[Records contained in a dataset]

◇ ◇ ◇ ◇ ◇ ◇ ◇

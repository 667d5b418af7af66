pub mod camera;
pub mod geometry;
pub mod grid;
pub mod sprite;
pub mod texture;

pub use geometry::{Circle, Line, Line3d, Rect};

pub use camera::CameraPose;

pub use grid::{Grid, GridMap};

pub use sprite::{Billboard, Sprite, SpriteAnchor};

pub use texture::{
    CellHit, Materials, NO_TEXTURE, Side, SideRemap, Texture, TextureBank, TextureError,
    TextureId, TextureSource,
};
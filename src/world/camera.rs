use glam::{DVec2, DVec3};

use super::geometry::polar;

/// Viewer pose on the grid.
///
/// * `pos` is in grid units, `pos_z` is a fraction of one cell height
///   (0.5 = eye at mid-wall).
/// * `heading` is radians, 0 = +X, counter-clockwise positive.
/// * `pitch` is radians, positive looks up.
#[derive(Clone, Copy, Debug, PartialEq)]
pub struct CameraPose {
    pub pos: DVec2,
    pub pos_z: f64,
    pub heading: f64,
    pub pitch: f64,
}

impl Default for CameraPose {
    fn default() -> Self {
        Self {
            pos: DVec2::new(1.0, 1.0),
            pos_z: 0.5,
            heading: 0.0,
            pitch: 0.0,
        }
    }
}

impl CameraPose {
    pub fn new(pos: DVec2, pos_z: f64, heading: f64, pitch: f64) -> Self {
        Self {
            pos,
            pos_z,
            heading,
            pitch,
        }
    }

    /// Eye position in 3-D (z in cell heights).
    #[inline]
    pub fn eye(&self) -> DVec3 {
        self.pos.extend(self.pos_z)
    }

    /*──────────────────────── derived vectors ───────────────────────*/

    /// Unit vector pointing where the camera looks on the X-Y plane.
    #[inline(always)]
    pub fn forward(&self) -> DVec2 {
        polar(self.heading, 1.0)
    }

    /// Unit vector pointing to the camera's right on the X-Y plane.
    #[inline(always)]
    pub fn right(&self) -> DVec2 {
        -self.forward().perp()
    }

    /// Direction vector whose length is the FOV depth scale.
    #[inline]
    pub fn direction(&self, fov_depth: f64) -> DVec2 {
        polar(self.heading, fov_depth)
    }

    /// Camera-plane vector: perpendicular to [`Self::direction`], sized so
    /// the screen edges sit at `±fov/2`.
    ///
    /// ```text
    /// plane = dir - polar(heading + fov/2, |dir| / cos(fov/2))
    /// ```
    pub fn plane(&self, fov: f64, fov_depth: f64) -> DVec2 {
        let dir = self.direction(fov_depth);
        let hypotenuse = dir.length() / (fov * 0.5).cos();
        dir - polar(self.heading + fov * 0.5, hypotenuse)
    }

    /*──────────────────────── movement helpers ──────────────────────*/

    /// Move by `forward` units and `side` (strafe, + right).
    pub fn step(&mut self, forward: f64, side: f64) {
        self.pos += self.forward() * forward + self.right() * side;
    }

    /// Rotate around Z (positive = turn left).
    pub fn turn(&mut self, delta: f64) {
        self.heading = (self.heading + delta).rem_euclid(std::f64::consts::TAU);
    }
}

/*====================================================================*/
/*                                Tests                                */
/*====================================================================*/
#[cfg(test)]
mod tests {
    use super::*;
    use std::f64::consts::FRAC_PI_2;

    #[test]
    fn forward_and_right_are_orthonormal() {
        let cam = CameraPose::new(DVec2::ZERO, 0.5, 0.3, 0.0);
        let f = cam.forward();
        let r = cam.right();
        assert!((f.length() - 1.0).abs() < 1e-9);
        assert!((r.length() - 1.0).abs() < 1e-9);
        assert!(f.dot(r).abs() < 1e-9);
    }

    #[test]
    fn plane_is_perpendicular_and_sized_by_fov() {
        let cam = CameraPose::new(DVec2::ZERO, 0.5, 0.7, 0.0);
        let dir = cam.direction(1.0);
        let plane = cam.plane(FRAC_PI_2, 1.0);
        assert!(dir.dot(plane).abs() < 1e-9);
        // 90° FOV: half-width equals depth
        assert!((plane.length() - 1.0).abs() < 1e-9);
    }

    #[test]
    fn plane_scales_with_depth() {
        let cam = CameraPose::default();
        let p1 = cam.plane(1.2, 1.0);
        let p2 = cam.plane(1.2, 2.0);
        assert!((p2.length() - 2.0 * p1.length()).abs() < 1e-9);
    }

    #[test]
    fn step_and_turn() {
        let mut cam = CameraPose::new(DVec2::ZERO, 0.5, 0.0, 0.0);
        cam.step(2.0, 0.0);
        assert!((cam.pos - DVec2::new(2.0, 0.0)).length() < 1e-9);
        cam.turn(FRAC_PI_2);
        cam.step(1.0, 0.0);
        assert!((cam.pos - DVec2::new(2.0, 1.0)).length() < 1e-9);
        cam.turn(-std::f64::consts::PI);
        assert!((cam.heading - 3.0 * FRAC_PI_2).abs() < 1e-9);
    }
}
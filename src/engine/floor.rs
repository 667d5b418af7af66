use glam::DVec2;
use rayon::prelude::*;

use crate::{
    engine::{
        shading::shade,
        types::{CastContext, Viewer},
        walls::RayHit,
    },
    renderer::{Rgba, modulate},
    world::{
        grid::GridMap,
        texture::{Side, TextureSource},
    },
};

/// Rows handed to one floor task at minimum.
const FLOOR_MIN_ROWS: usize = 32;

/// Distance from the camera to the floor seen on screen row `y`.
#[inline]
pub fn row_distance(view: &Viewer, h: usize, y: usize) -> f64 {
    let h = h as f64;
    (h + 2.0 * view.cam_z) / (2.0 * (y as f64 - view.pitch as f64) - h)
}

/// Floor point at the foot of the wall face a ray hit.
pub fn wall_foot(hit: &RayHit) -> DVec2 {
    let map = hit.map.as_dvec2();
    match hit.side {
        Side::X if hit.ray.x > 0.0 => DVec2::new(map.x, map.y + hit.wall_x),
        Side::X => DVec2::new(map.x + 1.0, map.y + hit.wall_x),
        Side::Y if hit.ray.y > 0.0 => DVec2::new(map.x + hit.wall_x, map.y),
        Side::Y => DVec2::new(map.x + hit.wall_x, map.y + 1.0),
    }
}

/// World floor point and its distance for row `y` of a column, `None` when
/// the row looks above the horizon, past the render distance or off-grid.
pub fn floor_point(
    view: &Viewer,
    h: usize,
    hit: &RayHit,
    y: usize,
    grid_size: (usize, usize),
) -> Option<(f64, DVec2)> {
    let dist = row_distance(view, h, y);
    if !(dist > 0.0) || dist > view.render_distance {
        return None;
    }

    // similar triangles between the camera and the wall foot
    let weight = dist / hit.perp;
    let p = wall_foot(hit) * weight + view.pose.pos * (1.0 - weight);
    let inside = p.is_finite()
        && p.x >= 0.0
        && p.y >= 0.0
        && (p.x as usize) < grid_size.0
        && (p.y as usize) < grid_size.1;
    inside.then_some((dist, p))
}

/// Shaded floor texel for row `y`, `None` leaves the pixel transparent.
fn floor_texel<G, T>(ctx: &CastContext<G, T>, hit: &RayHit, y: usize) -> Option<Rgba>
where
    G: GridMap + ?Sized,
    T: TextureSource + ?Sized,
{
    let (dist, p) = floor_point(ctx.view, ctx.screen.h, hit, y, ctx.grid.size())?;
    let tex = ctx.textures.floor_texture(p.x as usize, p.y as usize)?;

    let size = ctx.view.tex_size;
    let tx = (p.x * size as f64) as i32 % size;
    let ty = (p.y * size as f64) as i32 % size;
    Some(modulate(tex.texel(tx, ty), shade(dist, 0.0, ctx.light)))
}

/// Fill one column of the floor buffer from `draw_end` (the row below the
/// base-layer wall) to the bottom of the screen. Rows run in parallel.
pub fn fill_column<G, T>(ctx: &CastContext<G, T>, column: &mut [Rgba], hit: &RayHit, draw_end: i32)
where
    G: GridMap + ?Sized,
    T: TextureSource + ?Sized,
{
    column.fill(0);

    let h = column.len();
    // a wall ending above the screen top leaves no floor in this column
    let start = if draw_end < 0 {
        h
    } else {
        (draw_end as usize).min(h)
    };

    column[start..]
        .par_iter_mut()
        .with_min_len(FLOOR_MIN_ROWS)
        .enumerate()
        .for_each(|(i, px)| {
            if let Some(c) = floor_texel(ctx, hit, start + i) {
                *px = c;
            }
        });
}
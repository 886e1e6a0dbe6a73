use csv::{QuoteStyle, Terminator, Writer, WriterBuilder};
use model::options::format::{FieldDelimiter, FormatOptions, LineBreak};
use std::io::{self, Write};

/// Buffered writer of delimiter-separated records.
///
/// Fields are written exactly as given; formatting and quoting are the
/// caller's job. Output is not flushed per record: call [`CsvEmitter::flush`]
/// or [`CsvEmitter::finish`] before treating it as written.
pub struct CsvEmitter<W: Write> {
    writer: Writer<W>,
    line_break: LineBreak,
}

impl<W: Write> CsvEmitter<W> {
    pub fn new(sink: W, delimiter: FieldDelimiter, line_break: LineBreak) -> Self {
        let writer = WriterBuilder::new()
            .delimiter(delimiter_byte(delimiter))
            .terminator(terminator(line_break))
            .quote_style(QuoteStyle::Never)
            .has_headers(false)
            .flexible(true)
            .from_writer(sink);

        CsvEmitter { writer, line_break }
    }

    pub fn from_options(sink: W, options: &FormatOptions) -> Self {
        Self::new(sink, options.field_delimiter, options.line_break)
    }

    /// Writes the fields joined by the delimiter, followed by the line break.
    pub fn write_record<I, S>(&mut self, fields: I) -> io::Result<()>
    where
        I: IntoIterator<Item = S>,
        S: AsRef<[u8]>,
    {
        let mut fields = fields.into_iter().peekable();
        let first = fields.next();

        // csv writes `""` for a record without content, even unquoted.
        if fields.peek().is_none() && first.as_ref().is_none_or(|f| f.as_ref().is_empty()) {
            self.writer.flush()?;
            return self
                .writer
                .get_mut()
                .write_all(self.line_break.as_str().as_bytes());
        }

        self.writer.write_record(first.into_iter().chain(fields))?;
        Ok(())
    }

    pub fn flush(&mut self) -> io::Result<()> {
        self.writer.flush()
    }

    pub fn get_ref(&self) -> &W {
        self.writer.get_ref()
    }

    /// Flushes buffered output and returns the underlying sink.
    pub fn finish(self) -> io::Result<W> {
        self.writer.into_inner().map_err(|e| e.into_error())
    }
}

fn delimiter_byte(delimiter: FieldDelimiter) -> u8 {
    match delimiter {
        FieldDelimiter::Comma => b',',
        FieldDelimiter::Semicolon => b';',
        FieldDelimiter::Pipe => b'|',
    }
}

fn terminator(line_break: LineBreak) -> Terminator {
    match line_break {
        LineBreak::Crlf => Terminator::CRLF,
        LineBreak::Lf => Terminator::Any(b'\n'),
        LineBreak::Cr => Terminator::Any(b'\r'),
    }
}
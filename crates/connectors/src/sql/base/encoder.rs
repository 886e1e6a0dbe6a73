use model::core::value::Value;

/// Provides database-specific CSV encoding for COPY style ingestion.
pub trait CopyValueEncoder {
    /// Encodes a concrete value into the backend's CSV representation.
    fn encode_value(&self, value: &Value) -> String;

    /// Encodes a SQL NULL into its CSV literal form (e.g. `\N`).
    fn encode_null(&self) -> String;

    /// Encodes a cell, sending empty strings as NULL when `empty_as_null` is set.
    fn encode_cell(&self, value: &Value, empty_as_null: bool) -> String {
        if value.is_null() || (empty_as_null && value.is_empty_string()) {
            self.encode_null()
        } else {
            self.encode_value(value)
        }
    }
}
use crate::sql::{
    base::{encoder::CopyValueEncoder, error::BulkLoadError},
    postgres::{
        copy::CopyBuilder,
        encoder::PgCopyValueEncoder,
        metadata::{DestinationTable, describe_table, has_user_triggers},
        utils::PgSession,
    },
};
use bytes::Bytes;
use futures_util::{SinkExt, pin_mut};
use model::{
    core::column::ColumnDescriptor,
    options::load::{IsolationLevel, LoadOptions},
    records::{row::Row, table::DataTable},
};
use tokio_postgres::{CopyInSink, IsolationLevel as PgIsolationLevel};
use tokio_util::sync::CancellationToken;
use tracing::{debug, info, warn};

const SUPPRESS_TRIGGERS_SQL: &str = "SET session_replication_role = replica";
const SUPPRESS_TRIGGERS_LOCAL_SQL: &str = "SET LOCAL session_replication_role = replica";

/// A dataset column and the destination column it is copied into.
#[derive(Debug, Clone, PartialEq, Eq)]
pub struct ColumnMapping {
    pub source: usize,
    pub destination: String,
}

/// Loads every row of `dataset` into `destination_table` with one
/// `COPY ... FROM STDIN` on a dedicated session and returns the number of
/// rows submitted.
///
/// Column mapping is checked before any data is sent. Cancelling `cancel`
/// asks the server to abort the copy and yields [`BulkLoadError::Cancelled`];
/// an open transaction is rolled back when the session closes.
pub async fn bulk_load(
    dataset: &DataTable,
    destination_table: &str,
    connection_target: &str,
    options: &LoadOptions,
    cancel: &CancellationToken,
) -> Result<u64, BulkLoadError> {
    info!(
        table = destination_table,
        rows = dataset.row_count(),
        isolation = %options.isolation_level,
        "Starting bulk load"
    );

    let mut session = tokio::select! {
        biased;
        _ = cancel.cancelled() => return Err(BulkLoadError::Cancelled),
        session = PgSession::connect(connection_target) => session?,
    };
    let canceller = session.canceller();
    let limit = options.command_timeout();

    let load = run_load(&mut session, dataset, destination_table, options);
    let bounded = async {
        match limit {
            Some(limit) => match tokio::time::timeout(limit, load).await {
                Ok(result) => result,
                Err(_) => Err(BulkLoadError::Timeout(limit)),
            },
            None => load.await,
        }
    };

    let result = tokio::select! {
        biased;
        _ = cancel.cancelled() => Err(BulkLoadError::Cancelled),
        result = bounded => result,
    };

    match &result {
        Ok(rows) => info!(table = destination_table, rows, "Bulk load finished"),
        Err(err @ (BulkLoadError::Cancelled | BulkLoadError::Timeout(_))) => {
            warn!(table = destination_table, %err, "Aborting bulk load");
            canceller.cancel().await;
        }
        Err(err) => warn!(table = destination_table, %err, "Bulk load failed"),
    }

    result
}

async fn run_load(
    session: &mut PgSession,
    dataset: &DataTable,
    table: &str,
    options: &LoadOptions,
) -> Result<u64, BulkLoadError> {
    session
        .set_statement_timeout(options.command_timeout())
        .await?;

    let destination = describe_table(session.client(), table).await?;
    let mapping = map_columns(dataset.columns(), &destination, table, options.keep_identity)?;

    if dataset.is_empty() {
        info!(table, "Dataset is empty, skipping COPY");
        return Ok(0);
    }

    let suppress_triggers =
        !options.fire_triggers && has_user_triggers(session.client(), table).await?;
    if suppress_triggers {
        debug!(table, "Suppressing user triggers for the load");
    }

    let names: Vec<&str> = mapping.iter().map(|m| m.destination.as_str()).collect();
    let statement = CopyBuilder::new(destination.table.clone())
        .columns(&names)
        .csv()
        .build()
        .render();
    debug!("COPY statement: {}", statement);

    let empty_as_null = options.convert_empty_to_null;
    let copied = if options.isolation_level.uses_transaction() {
        let mut builder = session.client_mut().build_transaction();
        if let Some(level) = pg_isolation_level(options.isolation_level) {
            builder = builder.isolation_level(level);
        }
        let tx = builder.start().await?;
        if suppress_triggers {
            tx.batch_execute(SUPPRESS_TRIGGERS_LOCAL_SQL).await?;
        }
        let sink = tx.copy_in(&statement).await?;
        let copied = write_rows(sink, dataset, &mapping, empty_as_null).await?;
        tx.commit().await?;
        copied
    } else {
        let client = session.client();
        if suppress_triggers {
            client.batch_execute(SUPPRESS_TRIGGERS_SQL).await?;
        }
        let sink = client.copy_in(&statement).await?;
        write_rows(sink, dataset, &mapping, empty_as_null).await?
    };

    debug!(table, copied, "Server acknowledged COPY");
    Ok(dataset.row_count() as u64)
}

/// Pairs every dataset column with a destination column of the same name:
/// an exact match, otherwise the only match ignoring case. Identity columns
/// are left out unless `keep_identity` is set, so the server assigns them.
pub fn map_columns(
    columns: &[ColumnDescriptor],
    destination: &DestinationTable,
    table: &str,
    keep_identity: bool,
) -> Result<Vec<ColumnMapping>, BulkLoadError> {
    let mut mapping = Vec::with_capacity(columns.len());

    for column in columns {
        let target = match destination.columns.iter().find(|d| d.name == column.name) {
            Some(exact) => exact,
            None => {
                let mut candidates = destination
                    .columns
                    .iter()
                    .filter(|d| d.name.eq_ignore_ascii_case(&column.name));
                match (candidates.next(), candidates.next()) {
                    (Some(only), None) => only,
                    (Some(_), Some(_)) => {
                        return Err(BulkLoadError::AmbiguousColumn {
                            column: column.name.clone(),
                            table: table.to_string(),
                        });
                    }
                    (None, _) => {
                        return Err(BulkLoadError::UnmappedColumn {
                            column: column.name.clone(),
                            table: table.to_string(),
                        });
                    }
                }
            }
        };

        if target.is_identity && !keep_identity {
            debug!(column = %target.name, "Leaving identity column to the server");
            continue;
        }

        mapping.push(ColumnMapping {
            source: column.ordinal,
            destination: target.name.clone(),
        });
    }

    if mapping.is_empty() {
        return Err(BulkLoadError::NoColumns(table.to_string()));
    }

    Ok(mapping)
}

fn pg_isolation_level(level: IsolationLevel) -> Option<PgIsolationLevel> {
    match level {
        IsolationLevel::Default | IsolationLevel::None => None,
        IsolationLevel::ReadCommitted => Some(PgIsolationLevel::ReadCommitted),
        IsolationLevel::ReadUncommitted => Some(PgIsolationLevel::ReadUncommitted),
        IsolationLevel::RepeatableRead | IsolationLevel::Snapshot => {
            Some(PgIsolationLevel::RepeatableRead)
        }
        IsolationLevel::Serializable => Some(PgIsolationLevel::Serializable),
    }
}

/// One CSV line (with trailing newline) for the mapped cells of `row`.
pub(crate) fn encode_row(
    encoder: &PgCopyValueEncoder,
    row: &Row,
    mapping: &[ColumnMapping],
    empty_as_null: bool,
) -> String {
    let mut line = String::new();
    for (i, column) in mapping.iter().enumerate() {
        if i > 0 {
            line.push(',');
        }
        line.push_str(&encoder.encode_cell(row.value(column.source), empty_as_null));
    }
    line.push('\n');
    line
}

async fn write_rows(
    sink: CopyInSink<Bytes>,
    dataset: &DataTable,
    mapping: &[ColumnMapping],
    empty_as_null: bool,
) -> Result<u64, tokio_postgres::Error> {
    let encoder = PgCopyValueEncoder::new();
    pin_mut!(sink);

    for row in dataset.rows() {
        let line = encode_row(&encoder, row, mapping, empty_as_null);
        sink.as_mut().send(Bytes::from(line)).await?;
    }

    sink.as_mut().finish().await
}

#[cfg(test)]
mod tests {
    use super::*;
    use crate::sql::postgres::{copy::TableRef, metadata::DestinationColumn};
    use model::core::value::Value;

    fn destination() -> DestinationTable {
        DestinationTable {
            table: TableRef::new(Some("public"), "people"),
            columns: vec![
                DestinationColumn::new("id", "integer", true),
                DestinationColumn::new("FirstName", "character varying(255)", false),
                DestinationColumn::new("lastname", "character varying(255)", false),
                DestinationColumn::new("Note", "text", false),
                DestinationColumn::new("note", "text", false),
            ],
        }
    }

    fn columns(names: &[&str]) -> Vec<ColumnDescriptor> {
        names
            .iter()
            .enumerate()
            .map(|(i, n)| ColumnDescriptor::new(*n, "text", i))
            .collect()
    }

    #[test]
    fn test_exact_then_case_insensitive_match() {
        let mapping =
            map_columns(&columns(&["FirstName", "LastName", "note"]), &destination(), "people", false)
                .unwrap();
        let names: Vec<_> = mapping.iter().map(|m| m.destination.as_str()).collect();
        assert_eq!(names, vec!["FirstName", "lastname", "note"]);
        assert_eq!(mapping[1].source, 1);
    }

    #[test]
    fn test_identity_columns_follow_keep_identity() {
        let cols = columns(&["id", "FirstName"]);
        let without = map_columns(&cols, &destination(), "people", false).unwrap();
        assert_eq!(without.len(), 1);
        assert_eq!(without[0].destination, "FirstName");

        let with = map_columns(&cols, &destination(), "people", true).unwrap();
        assert_eq!(with[0].destination, "id");
        assert_eq!(with.len(), 2);
    }

    #[test]
    fn test_mapping_errors() {
        assert!(matches!(
            map_columns(&columns(&["Salary"]), &destination(), "people", false),
            Err(BulkLoadError::UnmappedColumn { column, .. }) if column == "Salary"
        ));
        assert!(matches!(
            map_columns(&columns(&["NOTE"]), &destination(), "people", false),
            Err(BulkLoadError::AmbiguousColumn { .. })
        ));
        assert!(matches!(
            map_columns(&columns(&["ID"]), &destination(), "people", false),
            Err(BulkLoadError::NoColumns(_))
        ));
    }

    #[test]
    fn test_encode_row_uses_mapping_order_and_null_conversion() {
        let encoder = PgCopyValueEncoder::new();
        let row = Row::new(vec![
            Value::Int(1),
            Value::String("Etu".into()),
            Value::String(String::new()),
        ]);
        let mapping = vec![
            ColumnMapping { source: 2, destination: "c".into() },
            ColumnMapping { source: 0, destination: "a".into() },
            ColumnMapping { source: 1, destination: "b".into() },
        ];

        assert_eq!(encode_row(&encoder, &row, &mapping, true), "\\N,1,\"Etu\"\n");
        assert_eq!(encode_row(&encoder, &row, &mapping, false), "\"\",1,\"Etu\"\n");
    }

    #[test]
    fn test_blank_typed_cells_from_json_become_null() {
        let data = DataTable::from_json(
            r#"{"columns": [{"name": "age", "type": "int"}, {"name": "born", "type": "date"}],
                "rows": [["", " "], [42, "2001-02-03"]]}"#,
        )
        .unwrap();
        let encoder = PgCopyValueEncoder::new();
        let mapping = vec![
            ColumnMapping { source: 0, destination: "age".into() },
            ColumnMapping { source: 1, destination: "born".into() },
        ];

        assert_eq!(encode_row(&encoder, &data.rows()[0], &mapping, true), "\\N,\\N\n");
        assert_eq!(
            encode_row(&encoder, &data.rows()[1], &mapping, true),
            "42,2001-02-03\n"
        );
    }

    #[test]
    fn test_isolation_levels() {
        assert!(pg_isolation_level(IsolationLevel::Default).is_none());
        assert!(matches!(
            pg_isolation_level(IsolationLevel::Snapshot),
            Some(PgIsolationLevel::RepeatableRead)
        ));
        assert!(matches!(
            pg_isolation_level(IsolationLevel::Serializable),
            Some(PgIsolationLevel::Serializable)
        ));
    }
}
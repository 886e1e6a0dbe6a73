use crate::error::TaskError;
use connectors::sql::postgres::bulk_load;
use model::{options::load::LoadOptions, records::table::DataTable};
use tokio_util::sync::CancellationToken;

/// A dataset and where to load it.
#[derive(Debug, Clone)]
pub struct BulkInsertInput {
    pub table_name: String,
    pub connection_string: String,
    pub input_data: DataTable,
}

impl BulkInsertInput {
    /// Builds the input from a JSON dataset document (see [`DataTable::from_json`]).
    pub fn from_json(
        table_name: impl Into<String>,
        connection_string: impl Into<String>,
        document: &str,
    ) -> Result<Self, TaskError> {
        Ok(BulkInsertInput {
            table_name: table_name.into(),
            connection_string: connection_string.into(),
            input_data: DataTable::from_json(document)?,
        })
    }
}

/// Loads the whole dataset in one bulk copy and returns the number of rows inserted.
pub async fn bulk_insert(
    input: &BulkInsertInput,
    options: &LoadOptions,
    cancel: &CancellationToken,
) -> Result<u64, TaskError> {
    let rows = bulk_load(
        &input.input_data,
        &input.table_name,
        &input.connection_string,
        options,
        cancel,
    )
    .await?;
    Ok(rows)
}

◇ ◇ ◇ ◇ ◇ ◇ ◇

EXERCISE AIM: Report only the number of lines, among the records above, that contain the word "collect".

RESPONSE TO THIS TASK: 3